[What to produce] Pick the lines holding the string "localhost" out of the records and copy them.

[Collected data]
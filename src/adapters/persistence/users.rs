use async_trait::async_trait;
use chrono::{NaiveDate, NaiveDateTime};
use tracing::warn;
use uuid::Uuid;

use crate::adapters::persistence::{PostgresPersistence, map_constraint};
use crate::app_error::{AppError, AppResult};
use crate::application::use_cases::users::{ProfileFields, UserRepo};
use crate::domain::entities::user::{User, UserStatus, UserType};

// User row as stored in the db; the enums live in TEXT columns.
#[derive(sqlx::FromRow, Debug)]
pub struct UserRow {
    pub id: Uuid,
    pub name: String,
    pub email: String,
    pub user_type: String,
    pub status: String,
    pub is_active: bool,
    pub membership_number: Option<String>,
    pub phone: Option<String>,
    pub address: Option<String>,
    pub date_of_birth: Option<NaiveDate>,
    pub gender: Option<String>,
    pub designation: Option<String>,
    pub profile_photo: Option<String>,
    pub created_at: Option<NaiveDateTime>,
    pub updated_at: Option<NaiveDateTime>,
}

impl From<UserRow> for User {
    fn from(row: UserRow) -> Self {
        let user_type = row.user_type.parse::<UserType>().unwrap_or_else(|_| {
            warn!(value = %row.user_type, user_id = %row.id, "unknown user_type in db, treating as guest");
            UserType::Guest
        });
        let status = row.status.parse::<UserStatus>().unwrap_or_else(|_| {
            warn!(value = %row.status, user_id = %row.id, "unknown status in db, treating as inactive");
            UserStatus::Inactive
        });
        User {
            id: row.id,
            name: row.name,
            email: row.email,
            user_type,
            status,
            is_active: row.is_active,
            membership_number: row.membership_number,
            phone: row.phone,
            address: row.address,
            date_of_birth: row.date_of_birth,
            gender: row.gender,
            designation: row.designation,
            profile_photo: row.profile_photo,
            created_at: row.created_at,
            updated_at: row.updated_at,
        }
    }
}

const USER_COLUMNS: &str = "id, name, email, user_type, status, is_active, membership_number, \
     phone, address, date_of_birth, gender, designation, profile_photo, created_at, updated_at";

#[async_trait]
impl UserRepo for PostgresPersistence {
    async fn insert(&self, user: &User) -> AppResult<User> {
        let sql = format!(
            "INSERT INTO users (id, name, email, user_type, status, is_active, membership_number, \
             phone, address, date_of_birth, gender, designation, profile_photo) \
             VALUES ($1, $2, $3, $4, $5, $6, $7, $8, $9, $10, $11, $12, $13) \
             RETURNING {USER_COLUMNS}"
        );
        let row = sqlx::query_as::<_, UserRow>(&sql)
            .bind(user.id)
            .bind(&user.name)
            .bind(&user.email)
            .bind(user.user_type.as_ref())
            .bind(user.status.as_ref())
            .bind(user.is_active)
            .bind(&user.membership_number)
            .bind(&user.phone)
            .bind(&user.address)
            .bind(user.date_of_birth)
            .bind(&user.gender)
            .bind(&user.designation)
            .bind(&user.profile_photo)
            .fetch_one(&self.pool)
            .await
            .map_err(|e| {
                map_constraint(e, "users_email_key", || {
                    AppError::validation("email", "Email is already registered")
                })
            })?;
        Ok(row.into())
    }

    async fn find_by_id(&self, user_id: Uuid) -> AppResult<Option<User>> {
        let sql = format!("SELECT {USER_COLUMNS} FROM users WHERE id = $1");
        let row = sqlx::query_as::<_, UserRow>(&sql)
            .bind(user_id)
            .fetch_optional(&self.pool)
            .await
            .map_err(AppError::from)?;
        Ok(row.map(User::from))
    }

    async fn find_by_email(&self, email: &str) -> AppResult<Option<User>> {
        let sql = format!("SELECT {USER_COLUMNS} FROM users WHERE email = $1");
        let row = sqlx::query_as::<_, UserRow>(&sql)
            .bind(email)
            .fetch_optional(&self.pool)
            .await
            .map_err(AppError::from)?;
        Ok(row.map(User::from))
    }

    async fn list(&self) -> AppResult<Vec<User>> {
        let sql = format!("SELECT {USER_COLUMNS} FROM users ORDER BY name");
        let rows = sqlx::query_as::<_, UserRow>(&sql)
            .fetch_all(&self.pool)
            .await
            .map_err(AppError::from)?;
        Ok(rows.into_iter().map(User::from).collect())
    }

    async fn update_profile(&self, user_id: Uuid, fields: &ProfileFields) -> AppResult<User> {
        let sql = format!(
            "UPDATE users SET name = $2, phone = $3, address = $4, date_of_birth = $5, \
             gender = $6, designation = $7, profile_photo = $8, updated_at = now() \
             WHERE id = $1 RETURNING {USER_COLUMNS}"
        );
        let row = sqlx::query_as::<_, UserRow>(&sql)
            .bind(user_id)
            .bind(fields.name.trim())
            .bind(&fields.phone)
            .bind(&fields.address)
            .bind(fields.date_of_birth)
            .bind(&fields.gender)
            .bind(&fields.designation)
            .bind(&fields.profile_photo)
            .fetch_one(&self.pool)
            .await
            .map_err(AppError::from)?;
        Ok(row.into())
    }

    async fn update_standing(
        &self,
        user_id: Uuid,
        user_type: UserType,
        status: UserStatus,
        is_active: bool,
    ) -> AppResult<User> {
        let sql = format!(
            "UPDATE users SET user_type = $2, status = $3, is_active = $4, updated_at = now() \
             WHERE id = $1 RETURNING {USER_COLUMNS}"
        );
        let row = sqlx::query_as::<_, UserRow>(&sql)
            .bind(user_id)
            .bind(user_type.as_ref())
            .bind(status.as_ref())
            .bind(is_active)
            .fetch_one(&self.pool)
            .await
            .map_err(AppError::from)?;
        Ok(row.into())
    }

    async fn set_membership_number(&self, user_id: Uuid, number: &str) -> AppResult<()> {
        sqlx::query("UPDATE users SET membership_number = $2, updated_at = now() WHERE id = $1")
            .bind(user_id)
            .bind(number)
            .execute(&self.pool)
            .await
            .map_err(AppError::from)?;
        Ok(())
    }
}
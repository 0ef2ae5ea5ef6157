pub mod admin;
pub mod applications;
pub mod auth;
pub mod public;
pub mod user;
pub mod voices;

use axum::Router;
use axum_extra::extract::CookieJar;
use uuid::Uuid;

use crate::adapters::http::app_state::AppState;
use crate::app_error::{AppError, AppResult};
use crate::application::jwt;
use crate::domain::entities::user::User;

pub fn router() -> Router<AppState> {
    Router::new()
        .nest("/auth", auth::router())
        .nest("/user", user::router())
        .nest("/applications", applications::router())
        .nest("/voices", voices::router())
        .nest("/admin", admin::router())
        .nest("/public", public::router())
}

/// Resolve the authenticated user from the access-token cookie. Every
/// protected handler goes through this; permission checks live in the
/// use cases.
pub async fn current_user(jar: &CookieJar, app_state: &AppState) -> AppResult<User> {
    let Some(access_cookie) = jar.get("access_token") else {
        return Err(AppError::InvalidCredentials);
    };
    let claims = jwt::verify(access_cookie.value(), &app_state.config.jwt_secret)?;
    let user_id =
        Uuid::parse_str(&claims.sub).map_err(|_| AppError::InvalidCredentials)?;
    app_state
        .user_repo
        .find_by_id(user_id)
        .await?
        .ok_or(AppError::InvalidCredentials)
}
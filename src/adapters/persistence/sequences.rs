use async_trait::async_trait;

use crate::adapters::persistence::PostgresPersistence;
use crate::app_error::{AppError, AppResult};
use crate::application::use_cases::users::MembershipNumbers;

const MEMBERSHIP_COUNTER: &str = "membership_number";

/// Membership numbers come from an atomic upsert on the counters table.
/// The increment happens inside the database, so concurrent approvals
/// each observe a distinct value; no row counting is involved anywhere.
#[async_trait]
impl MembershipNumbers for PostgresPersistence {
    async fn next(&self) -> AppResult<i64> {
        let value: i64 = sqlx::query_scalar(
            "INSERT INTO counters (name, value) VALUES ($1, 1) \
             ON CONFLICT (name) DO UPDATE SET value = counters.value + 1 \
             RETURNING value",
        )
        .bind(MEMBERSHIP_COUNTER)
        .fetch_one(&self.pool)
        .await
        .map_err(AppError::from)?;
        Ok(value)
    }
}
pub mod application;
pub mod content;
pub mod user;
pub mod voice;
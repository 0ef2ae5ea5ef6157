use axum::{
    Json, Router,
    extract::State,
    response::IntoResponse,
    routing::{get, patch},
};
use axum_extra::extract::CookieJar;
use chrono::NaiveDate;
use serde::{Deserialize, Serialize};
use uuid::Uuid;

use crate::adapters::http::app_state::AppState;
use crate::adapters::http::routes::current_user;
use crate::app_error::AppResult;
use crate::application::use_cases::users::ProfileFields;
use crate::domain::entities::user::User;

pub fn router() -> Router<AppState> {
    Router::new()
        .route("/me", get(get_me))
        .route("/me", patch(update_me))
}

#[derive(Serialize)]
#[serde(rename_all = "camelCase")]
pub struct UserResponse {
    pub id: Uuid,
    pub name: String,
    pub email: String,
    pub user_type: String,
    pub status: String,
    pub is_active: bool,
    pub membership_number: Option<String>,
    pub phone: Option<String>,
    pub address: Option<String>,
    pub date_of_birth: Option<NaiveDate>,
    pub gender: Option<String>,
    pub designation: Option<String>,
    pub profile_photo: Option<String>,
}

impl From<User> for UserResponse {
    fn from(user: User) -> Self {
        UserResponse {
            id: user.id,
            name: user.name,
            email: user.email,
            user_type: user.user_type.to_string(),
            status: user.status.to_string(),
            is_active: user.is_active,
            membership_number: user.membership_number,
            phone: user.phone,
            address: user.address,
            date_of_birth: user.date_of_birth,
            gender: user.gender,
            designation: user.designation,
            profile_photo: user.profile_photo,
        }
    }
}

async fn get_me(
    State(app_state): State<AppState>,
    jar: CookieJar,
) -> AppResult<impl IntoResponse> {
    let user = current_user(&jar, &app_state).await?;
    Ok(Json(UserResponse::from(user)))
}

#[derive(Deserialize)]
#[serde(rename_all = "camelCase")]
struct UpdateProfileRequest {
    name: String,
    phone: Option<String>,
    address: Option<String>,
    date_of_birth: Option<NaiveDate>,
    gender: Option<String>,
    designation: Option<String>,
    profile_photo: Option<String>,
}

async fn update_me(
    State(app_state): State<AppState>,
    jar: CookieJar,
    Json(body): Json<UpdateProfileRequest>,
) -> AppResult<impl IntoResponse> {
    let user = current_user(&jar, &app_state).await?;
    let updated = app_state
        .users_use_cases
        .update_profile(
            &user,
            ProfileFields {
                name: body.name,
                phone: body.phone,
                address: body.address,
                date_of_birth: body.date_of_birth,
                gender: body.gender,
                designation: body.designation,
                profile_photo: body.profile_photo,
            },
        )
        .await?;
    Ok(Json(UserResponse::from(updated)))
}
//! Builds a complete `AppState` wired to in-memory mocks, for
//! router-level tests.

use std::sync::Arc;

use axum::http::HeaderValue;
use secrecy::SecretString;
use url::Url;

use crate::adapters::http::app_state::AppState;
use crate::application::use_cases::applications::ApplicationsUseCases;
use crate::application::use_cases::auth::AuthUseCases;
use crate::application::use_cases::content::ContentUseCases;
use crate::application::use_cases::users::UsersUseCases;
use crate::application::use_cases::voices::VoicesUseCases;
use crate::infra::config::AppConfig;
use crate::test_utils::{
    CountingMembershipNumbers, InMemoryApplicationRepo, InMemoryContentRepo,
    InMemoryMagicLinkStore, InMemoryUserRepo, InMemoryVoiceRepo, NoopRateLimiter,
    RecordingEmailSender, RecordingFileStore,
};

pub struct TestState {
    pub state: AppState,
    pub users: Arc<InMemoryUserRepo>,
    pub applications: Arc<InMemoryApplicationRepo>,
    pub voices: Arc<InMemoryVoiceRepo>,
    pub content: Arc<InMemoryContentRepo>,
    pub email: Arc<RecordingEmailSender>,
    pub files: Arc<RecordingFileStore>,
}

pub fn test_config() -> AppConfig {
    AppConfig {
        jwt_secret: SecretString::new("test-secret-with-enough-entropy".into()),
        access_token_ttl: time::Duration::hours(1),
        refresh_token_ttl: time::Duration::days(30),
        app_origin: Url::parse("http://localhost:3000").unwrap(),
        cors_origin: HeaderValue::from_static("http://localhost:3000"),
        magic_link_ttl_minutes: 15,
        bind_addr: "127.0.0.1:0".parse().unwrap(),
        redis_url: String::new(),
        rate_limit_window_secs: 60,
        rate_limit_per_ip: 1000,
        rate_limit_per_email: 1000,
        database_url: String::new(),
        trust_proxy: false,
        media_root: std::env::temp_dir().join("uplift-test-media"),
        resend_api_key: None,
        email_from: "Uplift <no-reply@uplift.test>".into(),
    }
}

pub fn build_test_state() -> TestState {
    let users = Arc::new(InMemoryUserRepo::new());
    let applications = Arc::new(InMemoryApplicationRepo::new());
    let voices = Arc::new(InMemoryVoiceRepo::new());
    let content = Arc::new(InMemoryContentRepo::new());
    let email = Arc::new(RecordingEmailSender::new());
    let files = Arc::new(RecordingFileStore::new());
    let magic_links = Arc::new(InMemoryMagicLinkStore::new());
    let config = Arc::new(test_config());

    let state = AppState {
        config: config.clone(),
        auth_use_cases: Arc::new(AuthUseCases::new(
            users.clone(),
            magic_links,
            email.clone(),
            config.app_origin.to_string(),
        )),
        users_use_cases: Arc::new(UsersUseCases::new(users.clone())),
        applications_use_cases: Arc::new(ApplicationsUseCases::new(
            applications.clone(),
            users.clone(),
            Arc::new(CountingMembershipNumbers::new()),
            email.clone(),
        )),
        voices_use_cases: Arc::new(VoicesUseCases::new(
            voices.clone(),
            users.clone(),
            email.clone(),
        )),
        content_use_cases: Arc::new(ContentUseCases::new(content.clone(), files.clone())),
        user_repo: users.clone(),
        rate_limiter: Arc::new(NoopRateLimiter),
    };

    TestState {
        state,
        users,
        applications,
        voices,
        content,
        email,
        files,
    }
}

[Result of this exercise]
        app_origin: Url::parse("http://localhost:3000").unwrap(),
        cors_origin: HeaderValue::from_static("http://localhost:3000"),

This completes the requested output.